This post is part of a series on the Methods of Political Economy.

Neil Fligstein – 

For the past 35 years (and certainly before that), scholars across disciplines have offered critiques of neoclassical theory and its variants of political economy. As a result, there is a great deal of theoretical work done on issues of the linkages between states and markets, the comparative study of capitalism across countries, and on understanding how markets are the product of social interactions between market actors—an approach known as the sociology of markets. All of these perspectives share the view that the economy is embedded in political, social, and cultural processes. The upshot of these perspectives is to counter neoclassical political economy’s claim that there is one best or “efficient” way to arrange markets. Instead, markets reflect the relative power of governments, firms, and workers to structure the production of goods and services. The outcome of these interactions produces stability for incumbent firms, a stability that reflects a resolution of these political conflicts. This perspective exposes theoretical arguments that assume efficiency as both incomplete and misleading. Such arguments miss that because there are multiple ways in which these arrangements can be negotiated, there are multiple paths to create stable markets.
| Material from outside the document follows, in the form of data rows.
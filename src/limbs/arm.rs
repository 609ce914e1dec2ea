// 7-DOF arm controller

use std::time::Duration;

use crate::error::Result;
use crate::ik::Pose;
use crate::limb::Limb;
use crate::limits::LimitEntry;
use crate::monitor::{MotionStatus, WaitReport};
use crate::robot::Robot;

/// Arm joints in command order
#[derive(Debug, Clone, Copy, PartialEq, Eq)]
pub enum ArmJoint {
    ShoulderPitch,
    ShoulderYaw,
    ShoulderRoll,
    ElbowPitch,
    WristRoll,
    WristPitch,
    WristYaw,
}

impl ArmJoint {
    pub const ALL: [ArmJoint; 7] = [
        ArmJoint::ShoulderPitch,
        ArmJoint::ShoulderYaw,
        ArmJoint::ShoulderRoll,
        ArmJoint::ElbowPitch,
        ArmJoint::WristRoll,
        ArmJoint::WristPitch,
        ArmJoint::WristYaw,
    ];

    pub fn index(self) -> usize {
        self as usize
    }
}

pub struct Arm<'a> {
    robot: &'a Robot,
    limb: Limb,
}

impl<'a> Arm<'a> {
    pub(crate) fn new(robot: &'a Robot, limb: Limb) -> Self {
        debug_assert!(limb.is_arm());
        Self { robot, limb }
    }

    pub fn limb(&self) -> Limb {
        self.limb
    }

    /// Stored joint target
    pub fn joints(&self) -> Vec<f64> {
        self.robot.target(self.limb).joints
    }

    pub fn joint(&self, joint: ArmJoint) -> f64 {
        self.joints()[joint.index()]
    }

    pub fn limits(&self) -> &'a [LimitEntry] {
        self.robot.limits().limb(self.limb)
    }

    pub async fn set_joint(&self, joint: ArmJoint, value: f64, block: bool) -> Result<MotionStatus> {
        self.robot
            .set_joint(self.limb, joint.index(), value, block)
            .await
    }

    pub async fn set_joints(&self, joints: &[f64], block: bool) -> Result<MotionStatus> {
        self.robot.set_joints(self.limb, joints, block).await
    }

    /// Move the end effector by `delta` (or to it, if `absolute`)
    pub async fn ik(&self, pose: Pose, absolute: bool, block: bool) -> Result<MotionStatus> {
        self.robot.ik(self.limb, pose, absolute, block).await
    }

    pub async fn home(&self, block: bool) -> Result<MotionStatus> {
        self.robot.home(self.limb, block).await
    }

    pub async fn stop(&self) -> Result<()> {
        self.robot.stop(self.limb).await
    }

    pub fn is_moving(&self) -> bool {
        self.robot.is_moving(self.limb)
    }

    pub fn status(&self) -> MotionStatus {
        self.robot.status(self.limb)
    }

    pub async fn wait(&self, timeout: Duration) -> Result<WaitReport> {
        self.robot.wait(&[self.limb], timeout).await
    }
}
These perspectives have been used to understand many empirical contexts including the rise of shareholder value capitalism in the U.S., the rise of finance in the U.S. and around the globe, and the implications of all of this for increasing income and wealth inequality. This literature is well known in political science, sociology, and business studies but less well known in the rest of the academy, particularly in parts of legal studies. My goal here is to introduce the perspective I have contributed by explaining a few of the key ideas and a couple of insights based on using those ideas to make sense of important features of markets.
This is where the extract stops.